═══ Entries provided
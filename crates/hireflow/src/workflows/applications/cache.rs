use std::collections::HashMap;

use tracing::debug;

use super::domain::{Application, ApplicationId};
use super::index::{has_applied, AppliedIndex};
use super::stats::ApplicationStats;
use crate::workflows::jobs::JobId;

/// Proof that a fetch was started at a given cache epoch.
#[derive(Debug, Clone, Copy, PartialEq, Eq)]
#[must_use]
pub struct FetchTicket(u64);

/// Client copy of the server's application list.
///
/// Never patched in place: every change arrives as a full list from a fetch whose ticket is
/// still current. Invalidating or starting a newer fetch supersedes older tickets, so a late
/// response can never overwrite a fresher one.
#[derive(Debug, Clone, Default)]
pub struct ApplicationCache {
    applications: Vec<Application>,
    loaded: bool,
    stale: bool,
    epoch: u64,
}

impl ApplicationCache {
    pub fn new() -> Self {
        Self::default()
    }

    pub fn applications(&self) -> &[Application] {
        &self.applications
    }

    pub fn get(&self, id: ApplicationId) -> Option<&Application> {
        self.applications
            .iter()
            .find(|application| application.id == id)
    }

    /// Whether the cached list must be fetched before it can be trusted.
    pub fn needs_refresh(&self) -> bool {
        !self.loaded || self.stale
    }

    /// Mark the list out of date and supersede any fetch already in flight.
    pub fn invalidate(&mut self) {
        self.stale = true;
        self.epoch += 1;
    }

    /// Drop everything, e.g. on logout.
    pub fn clear(&mut self) {
        self.applications.clear();
        self.loaded = false;
        self.stale = false;
        self.epoch += 1;
    }

    pub fn begin_fetch(&mut self) -> FetchTicket {
        self.epoch += 1;
        FetchTicket(self.epoch)
    }

    /// Install a fetched list. Returns `false` when the ticket was superseded and the
    /// response was discarded.
    pub fn complete_fetch(&mut self, ticket: FetchTicket, applications: Vec<Application>) -> bool {
        if ticket.0 != self.epoch {
            debug!(
                ticket = ticket.0,
                epoch = self.epoch,
                "discarding superseded application fetch"
            );
            return false;
        }

        self.applications = dedupe_by_id(applications);
        self.loaded = true;
        self.stale = false;
        true
    }

    pub fn stats(&self) -> ApplicationStats {
        ApplicationStats::from_applications(&self.applications)
    }

    pub fn has_applied(&self, job_id: JobId) -> bool {
        has_applied(job_id, &self.applications)
    }

    pub fn applied_index(&self) -> AppliedIndex {
        AppliedIndex::from_applications(&self.applications)
    }
}

/// Keep one entry per id, the last one received, at the position it first appeared.
fn dedupe_by_id(applications: Vec<Application>) -> Vec<Application> {
    let mut positions: HashMap<ApplicationId, usize> = HashMap::with_capacity(applications.len());
    let mut unique: Vec<Application> = Vec::with_capacity(applications.len());

    for application in applications {
        match positions.get(&application.id) {
            Some(&index) => unique[index] = application,
            None => {
                positions.insert(application.id, unique.len());
                unique.push(application);
            }
        }
    }

    unique
}
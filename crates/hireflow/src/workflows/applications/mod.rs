//! Application tracking: the status state machine, the read-models derived from the cached
//! application list, the resume upload gate, and the service tying them to the API.

pub mod cache;
pub mod domain;
pub mod index;
pub mod resume;
pub mod service;
pub mod stats;
pub mod transitions;

#[cfg(test)]
pub(crate) mod tests;

pub use cache::{ApplicationCache, FetchTicket};
pub use domain::{
    Application, ApplicationDetails, ApplicationId, ApplicationStatus, ResumeAttachment,
    UnknownStatus,
};
pub use index::{has_applied, AppliedIndex};
pub use resume::{check_resume, ResumeError, ResumeFile, MAX_RESUME_BYTES};
pub use service::{ApplicationWorkflowService, TransitionOutcome};
pub use stats::ApplicationStats;
pub use transitions::{available_actions, plan_transition, Actor, TransitionError, TransitionPlan};
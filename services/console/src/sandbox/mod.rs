//! In-memory job-board API used for demos and end-to-end tests.

mod infra;
mod routes;
mod server;

pub use infra::{AppState, SandboxError, SandboxStore};
pub use routes::app;
pub use server::spawn;

pub(crate) use server::run;
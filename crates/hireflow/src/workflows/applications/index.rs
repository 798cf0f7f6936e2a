use std::collections::HashSet;

use super::domain::Application;
use crate::workflows::jobs::JobId;

/// True when some application in `applications` targets `job_id`.
pub fn has_applied(job_id: JobId, applications: &[Application]) -> bool {
    applications
        .iter()
        .any(|application| application.job_id == job_id)
}

/// Set of job ids the current user has applied to, for flagging a whole listing at once.
#[derive(Debug, Clone, Default, PartialEq, Eq)]
pub struct AppliedIndex {
    job_ids: HashSet<JobId>,
}

impl AppliedIndex {
    pub fn from_applications(applications: &[Application]) -> Self {
        Self::from_job_ids(applications.iter().map(|application| application.job_id))
    }

    pub fn from_job_ids(job_ids: impl IntoIterator<Item = JobId>) -> Self {
        Self {
            job_ids: job_ids.into_iter().collect(),
        }
    }

    pub fn contains(&self, job_id: JobId) -> bool {
        self.job_ids.contains(&job_id)
    }

    pub fn len(&self) -> usize {
        self.job_ids.len()
    }

    pub fn is_empty(&self) -> bool {
        self.job_ids.is_empty()
    }
}
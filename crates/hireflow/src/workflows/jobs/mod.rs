//! Job postings: employer-side management and the employee-side listing.

pub mod domain;
pub mod overview;
mod service;

pub use domain::{Job, JobDraft, JobId, JobListing};
pub use overview::EmployerOverview;
use std::sync::Arc;

use serde::Serialize;
use tracing::{info, warn};

use super::cache::ApplicationCache;
use super::domain::{Application, ApplicationDetails, ApplicationId, ApplicationStatus};
use super::resume::ResumeFile;
use super::stats::ApplicationStats;
use super::transitions::{available_actions, plan_transition, Actor, TransitionPlan};
use crate::api::{ApiError, ApiErrorKind, ApiResult, ApplyRequest, JobBoardApi, RegisterRequest};
use crate::workflows::error::WorkflowError;
use crate::workflows::jobs::{Job, JobId};
use crate::workflows::session::{
    AuthToken, Credentials, Registration, Session, SessionContext, User, UserId, UserRole,
};

/// The application status workflow manager.
///
/// Holds the explicit session and the client caches, and is the only path through which
/// mutations reach the API. Every successful mutation invalidates the affected caches and
/// re-fetches them, so read-models are always derived from a server list.
pub struct ApplicationWorkflowService<A> {
    pub(crate) api: Arc<A>,
    pub(crate) session: SessionContext,
    pub(crate) applications: ApplicationCache,
    /// Employer: own postings. Employee: the public board. `None` until fetched.
    pub(crate) jobs: Option<Vec<Job>>,
}

/// Result of a transition the server accepted.
#[derive(Debug, Clone, Copy, PartialEq, Eq, Serialize)]
pub struct TransitionOutcome {
    pub plan: TransitionPlan,
    /// Whether the follow-up fetch succeeded. When false the cache stays marked stale and the
    /// next read refetches it.
    pub refreshed: bool,
}

impl<A> ApplicationWorkflowService<A>
where
    A: JobBoardApi + 'static,
{
    pub fn new(api: Arc<A>) -> Self {
        Self {
            api,
            session: SessionContext::default(),
            applications: ApplicationCache::new(),
            jobs: None,
        }
    }

    pub fn session(&self) -> &SessionContext {
        &self.session
    }

    pub async fn login(&mut self, credentials: Credentials) -> Result<User, WorkflowError> {
        credentials.validate()?;
        let payload = self.api.login(&credentials).await?;
        Ok(self.start_session(Session {
            user: payload.user,
            token: payload.token,
        }))
    }

    pub async fn register(&mut self, registration: Registration) -> Result<User, WorkflowError> {
        registration.validate()?;
        let payload = self
            .api
            .register(&RegisterRequest::from(&registration))
            .await?;
        Ok(self.start_session(Session {
            user: payload.user,
            token: payload.token,
        }))
    }

    /// Re-establish a session from a previously issued token.
    pub async fn restore(&mut self, token: AuthToken) -> Result<User, WorkflowError> {
        let user = self.api.profile(&token).await?;
        Ok(self.start_session(Session { user, token }))
    }

    pub fn logout(&mut self) -> Option<User> {
        self.reset_caches();
        self.session.logout()
    }

    fn start_session(&mut self, session: Session) -> User {
        let user = session.user.clone();
        self.reset_caches();
        self.session.login(session);
        user
    }

    fn reset_caches(&mut self) {
        self.applications.clear();
        self.jobs = None;
    }

    pub(crate) fn require_session(&self) -> Result<&Session, WorkflowError> {
        self.session.session().ok_or(WorkflowError::NotAuthenticated)
    }

    pub(crate) fn require_role(&self, role: UserRole) -> Result<&Session, WorkflowError> {
        let session = self.require_session()?;
        if session.role() == role {
            Ok(session)
        } else {
            Err(WorkflowError::Forbidden {
                role: session.role(),
            })
        }
    }

    /// Map an API failure, ending the session when the token is no longer accepted.
    pub(crate) fn absorb<T>(&mut self, result: ApiResult<T>) -> Result<T, WorkflowError> {
        result.map_err(|err| self.absorb_error(err))
    }

    pub(crate) fn absorb_error(&mut self, err: ApiError) -> WorkflowError {
        if err.kind == ApiErrorKind::Unauthorized {
            warn!(message = %err.message, "token rejected, ending session");
            self.logout();
            return WorkflowError::SessionExpired;
        }
        WorkflowError::Api(err)
    }

    /// Cached applications. May be stale; see [`Self::ensure_applications`].
    pub fn applications(&self) -> &[Application] {
        self.applications.applications()
    }

    pub fn application(&self, id: ApplicationId) -> Option<&Application> {
        self.applications.get(id)
    }

    /// Fetch the signed-in user's applications and replace the cache.
    ///
    /// Employees get their own submissions, employers the submissions to their postings.
    pub async fn refresh_applications(&mut self) -> Result<&[Application], WorkflowError> {
        let session = self.require_session()?;
        let role = session.role();
        let token = session.token.clone();
        let ticket = self.applications.begin_fetch();

        let fetched = match role {
            UserRole::Employee => {
                let result = self.api.employee_applications(&token).await;
                let payload = self.absorb(result)?;
                ApplicationStats::check_server_stats(payload.stats, &payload.applications);
                payload.applications
            }
            UserRole::Employer => {
                let result = self.api.employer_applications(&token).await;
                self.absorb(result)?
            }
        };

        self.applications.complete_fetch(ticket, fetched);
        Ok(self.applications.applications())
    }

    /// The cached list, fetched first if it was never loaded or has been invalidated.
    pub async fn ensure_applications(&mut self) -> Result<&[Application], WorkflowError> {
        if self.applications.needs_refresh() {
            return self.refresh_applications().await;
        }
        Ok(self.applications.applications())
    }

    pub fn stats(&self) -> ApplicationStats {
        self.applications.stats()
    }

    /// Whether the current cache already holds an application to `job_id`.
    pub fn has_applied(&self, job_id: JobId) -> bool {
        self.applications.has_applied(job_id)
    }

    /// Owner of `job_id` as far as the cached jobs tell. An employer's cache only holds their
    /// own postings, so for employers this is either their id or `None`, and ownership of
    /// anything else is left to the server's 403.
    pub(crate) fn job_owner(&self, job_id: JobId) -> Option<UserId> {
        self.jobs
            .as_deref()
            .and_then(|jobs| jobs.iter().find(|job| job.id == job_id))
            .map(|job| job.employer_id)
    }

    /// Status actions to offer for an application. Empty for employees, for terminal
    /// applications, and for applications not in the cache.
    pub fn available_actions(&self, application_id: ApplicationId) -> &'static [ApplicationStatus] {
        let (Some(session), Some(application)) = (
            self.session.session(),
            self.applications.get(application_id),
        ) else {
            return &[];
        };
        available_actions(
            Actor::from(session),
            application,
            self.job_owner(application.job_id),
        )
    }

    /// Move an application to `target`.
    ///
    /// Invalid or unauthorized transitions fail before any request. The cache is never
    /// patched optimistically: on success it is refetched, on a conflict it is refetched and
    /// the error carries the status the server now reports, on any other failure it is left
    /// as it was.
    pub async fn transition(
        &mut self,
        application_id: ApplicationId,
        target: ApplicationStatus,
    ) -> Result<TransitionOutcome, WorkflowError> {
        let session = self.require_session()?;
        let actor = Actor::from(session);
        let token = session.token.clone();
        let application = self
            .applications
            .get(application_id)
            .ok_or(WorkflowError::UnknownApplication(application_id))?;
        let plan = plan_transition(
            actor,
            application,
            self.job_owner(application.job_id),
            target,
        )?;

        let result = self
            .api
            .update_application_status(&token, plan.application_id, plan.to)
            .await;

        match result {
            Ok(()) => {
                info!(
                    application_id = %plan.application_id,
                    from = %plan.from,
                    to = %plan.to,
                    "application status changed"
                );
                self.applications.invalidate();
                let refreshed = self.refresh_after_mutation().await;
                Ok(TransitionOutcome { plan, refreshed })
            }
            Err(err) if err.kind == ApiErrorKind::Conflict => {
                warn!(
                    application_id = %plan.application_id,
                    message = %err.message,
                    "status change conflicted with the server state"
                );
                self.applications.invalidate();
                // A stale list only holds the status this client planned from.
                let server_status = if self.refresh_after_mutation().await {
                    self.applications.get(application_id).map(|app| app.status)
                } else {
                    None
                };
                let detail = match server_status {
                    Some(status) => format!("it is now {status}"),
                    None => err.message,
                };
                Err(WorkflowError::StateConflict {
                    application_id,
                    server_status,
                    detail,
                })
            }
            Err(err) => Err(self.absorb_error(err)),
        }
    }

    /// Submit an application to `job_id` as the signed-in employee.
    ///
    /// The resume, when given, is checked locally, then uploaded, and only once the upload
    /// returned a file reference is the application itself sent.
    pub async fn apply(
        &mut self,
        job_id: JobId,
        resume: Option<ResumeFile>,
        details: Option<ApplicationDetails>,
    ) -> Result<Application, WorkflowError> {
        let token = self.require_role(UserRole::Employee)?.token.clone();
        if let Some(file) = &resume {
            file.validate()?;
        }

        self.ensure_applications().await?;
        if self.applications.has_applied(job_id) {
            return Err(WorkflowError::AlreadyApplied(job_id));
        }

        let resume_data = match resume {
            Some(file) => {
                let result = self.api.upload_resume(&token, &file).await;
                let uploaded = self.absorb(result)?;
                info!(%job_id, filename = %uploaded.filename, "resume uploaded");
                Some(uploaded.reference())
            }
            None => None,
        };

        let request = ApplyRequest {
            job_id,
            resume_data,
            application_data: details,
        };
        let result = self.api.apply(&token, &request).await;

        match result {
            Ok(application) => {
                info!(%job_id, application_id = %application.id, "application submitted");
                self.applications.invalidate();
                self.jobs = None;
                self.refresh_after_mutation().await;
                Ok(application)
            }
            Err(err) if err.kind == ApiErrorKind::Conflict => {
                warn!(%job_id, message = %err.message, "duplicate application rejected by server");
                self.applications.invalidate();
                self.refresh_after_mutation().await;
                Err(WorkflowError::DuplicateApplication(job_id))
            }
            Err(err) => Err(self.absorb_error(err)),
        }
    }

    /// Refetch after a mutation the server already accepted. A failure here must not turn
    /// the mutation into an error; the cache stays stale instead.
    pub(crate) async fn refresh_after_mutation(&mut self) -> bool {
        match self.refresh_applications().await {
            Ok(_) => true,
            Err(err) => {
                warn!(error = %err, "could not refresh applications after update");
                false
            }
        }
    }
}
══════
▸ **Description of the task**: Could you copy every line from the records that has "usize" in it?

▸ **Answer to this exercise**:
    let mut positions: HashMap<ApplicationId, usize> = HashMap::with_capacity(applications.len());
    pub fn len(&self) -> usize {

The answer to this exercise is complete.